▶ What you should do: Review the material and extract every line in which the word "creations" occurs.

▶ Available records:
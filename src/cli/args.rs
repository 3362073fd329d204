use crate::io::csv_format::AmountPolicy;
use crate::strategy::BatchConfig;
use clap::{Parser, ValueEnum};
use std::path::PathBuf;

/// Replay account creations and transfers, then print final balances
#[derive(Parser, Debug)]
#[command(name = "accounts-engine")]
#[command(about = "Replay account creations and transfers, then print final balances", long_about = None)]
pub struct CliArgs {
    /// Input CSV file path containing operation records
    #[arg(value_name = "INPUT", help = "Path to the input CSV file")]
    pub input_file: PathBuf,

    /// Processing strategy to use for replaying operations
    #[arg(
        long = "strategy",
        value_name = "STRATEGY",
        default_value = "async",
        help = "Processing strategy: 'sync' for in-order replay or 'async' for concurrent transfers"
    )]
    pub strategy: StrategyType,

    /// Number of operations per batch (async mode only)
    #[arg(
        long = "batch-size",
        value_name = "SIZE",
        help = "Number of operations per batch (default: 1000)"
    )]
    pub batch_size: Option<usize>,

    /// Maximum number of transfers executing at once (async mode only)
    #[arg(
        long = "workers",
        value_name = "COUNT",
        help = "Maximum number of transfers executing concurrently (default: CPU cores)"
    )]
    pub workers: Option<usize>,

    /// Log filter used when RUST_LOG is not set
    #[arg(
        long = "log-level",
        value_name = "LEVEL",
        default_value = "info",
        help = "Log level or filter directive; overridden by RUST_LOG"
    )]
    pub log_level: String,

    /// Maximum number of fractional digits accepted in amounts
    #[arg(
        long = "max-scale",
        value_name = "DIGITS",
        help = "Reject amounts with more fractional digits than this (default: unlimited)"
    )]
    pub max_scale: Option<u32>,
}

/// Available processing strategies
#[derive(Clone, Copy, Debug, PartialEq, Eq, ValueEnum)]
pub enum StrategyType {
    Sync,
    Async,
}

impl CliArgs {
    /// Create a BatchConfig from CLI arguments
    ///
    /// Missing values fall back to defaults. Zero values are replaced by
    /// defaults with a warning (see [`BatchConfig::new`]).
    pub fn to_batch_config(&self) -> BatchConfig {
        if self.batch_size.is_some() || self.workers.is_some() {
            let default = BatchConfig::default();
            BatchConfig::new(
                self.batch_size.unwrap_or(default.batch_size),
                self.workers.unwrap_or(default.workers),
            )
        } else {
            BatchConfig::default()
        }
    }

    /// Amount precision policy applied while parsing input
    pub fn amount_policy(&self) -> AmountPolicy {
        match self.max_scale {
            Some(scale) => AmountPolicy::with_max_scale(scale),
            None => AmountPolicy::default(),
        }
    }
}
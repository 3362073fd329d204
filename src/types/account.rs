//! Account-related types for the accounts engine
//!
//! This module defines the Account entity and its validated balance
//! arithmetic. An `Account` has no concurrency awareness of its own; callers
//! that share one across threads must serialise access externally (the
//! transfer coordinator does so through the lock registry).

use super::error::AccountError;
use rust_decimal::Decimal;

/// Account identifier
///
/// Opaque unsigned integer assigned by the persistence gateway on insert.
pub type AccountId = u64;

/// Balance-holding account
///
/// The balance is an exact decimal and is never negative at any observable
/// point. The identifier is fixed at construction and has no setter.
#[derive(Debug, Clone, PartialEq, Eq)]
pub struct Account {
    id: AccountId,
    balance: Decimal,
}

impl Account {
    /// Create an account with the given identifier and balance
    ///
    /// # Errors
    ///
    /// Returns `InvalidAmount` if `balance` is negative.
    pub fn new(id: AccountId, balance: Decimal) -> Result<Self, AccountError> {
        let mut account = Account {
            id,
            balance: Decimal::ZERO,
        };
        account.set_balance(balance)?;
        Ok(account)
    }

    pub fn id(&self) -> AccountId {
        self.id
    }

    pub fn balance(&self) -> Decimal {
        self.balance
    }

    /// Replace the balance
    ///
    /// # Errors
    ///
    /// Returns `InvalidAmount` if `value` is negative. The balance is left
    /// untouched on error.
    pub fn set_balance(&mut self, value: Decimal) -> Result<(), AccountError> {
        if value < Decimal::ZERO {
            return Err(AccountError::negative_amount(value));
        }
        self.balance = value;
        Ok(())
    }

    /// Check whether `delta` can be withdrawn
    ///
    /// # Returns
    ///
    /// `Ok(true)` iff `delta <= balance`.
    ///
    /// # Errors
    ///
    /// Returns `InvalidAmount` if `delta` is zero or negative.
    pub fn can_withdraw(&self, delta: Decimal) -> Result<bool, AccountError> {
        check_delta(delta)?;
        Ok(delta <= self.balance)
    }

    /// Decrease the balance by `delta`
    ///
    /// # Errors
    ///
    /// - `InvalidAmount` if `delta` is zero or negative
    /// - `LimitExceeded` if `delta` is greater than the balance
    /// - `PrecisionLoss` if the exact difference cannot be represented
    pub fn withdraw(&mut self, delta: Decimal) -> Result<(), AccountError> {
        if !self.can_withdraw(delta)? {
            return Err(AccountError::limit_exceeded(self.id, delta, self.balance));
        }
        // delta <= balance, so the result is non-negative
        let result = self
            .balance
            .checked_sub(delta)
            .ok_or_else(|| AccountError::arithmetic_overflow("withdraw", self.id))?;
        self.balance = self.exact("withdraw", delta, result)?;
        Ok(())
    }

    /// Increase the balance by `delta`
    ///
    /// There is no upper bound beyond what `Decimal` can represent.
    ///
    /// # Errors
    ///
    /// - `InvalidAmount` if `delta` is zero or negative
    /// - `ArithmeticOverflow` if the sum cannot be represented
    /// - `PrecisionLoss` if the exact sum needs more fractional digits than `Decimal` holds
    pub fn deposit(&mut self, delta: Decimal) -> Result<(), AccountError> {
        check_delta(delta)?;
        let result = self
            .balance
            .checked_add(delta)
            .ok_or_else(|| AccountError::arithmetic_overflow("deposit", self.id))?;
        self.balance = self.exact("deposit", delta, result)?;
        Ok(())
    }

    // rust_decimal rounds sums that need more than 28 fractional digits,
    // which lowers the scale below that of the operands
    fn exact(
        &self,
        operation: &str,
        delta: Decimal,
        result: Decimal,
    ) -> Result<Decimal, AccountError> {
        if result.scale() < self.balance.scale().max(delta.scale()) {
            return Err(AccountError::precision_loss(operation, self.id, self.balance, delta));
        }
        Ok(result)
    }
}

fn check_delta(delta: Decimal) -> Result<(), AccountError> {
    if delta <= Decimal::ZERO {
        return Err(AccountError::non_positive_delta(delta));
    }
    Ok(())
}
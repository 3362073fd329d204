//! Types module
//!
//! Contains core data structures used throughout the application.
//! This module organizes types into logical submodules:
//! - `account`: The account entity and its identifier
//! - `operation`: Transfer intents and replayable operation records
//! - `error`: Error types and their response categories

pub mod account;
pub mod error;
pub mod operation;

pub use account::{Account, AccountId};
pub use error::{AccountError, ErrorKind};
pub use operation::{AccountOperation, TransferRequest};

▶ Solution for this task:
/// Replay account creations and transfers, then print final balances
#[command(about = "Replay account creations and transfers, then print final balances", long_about = None)]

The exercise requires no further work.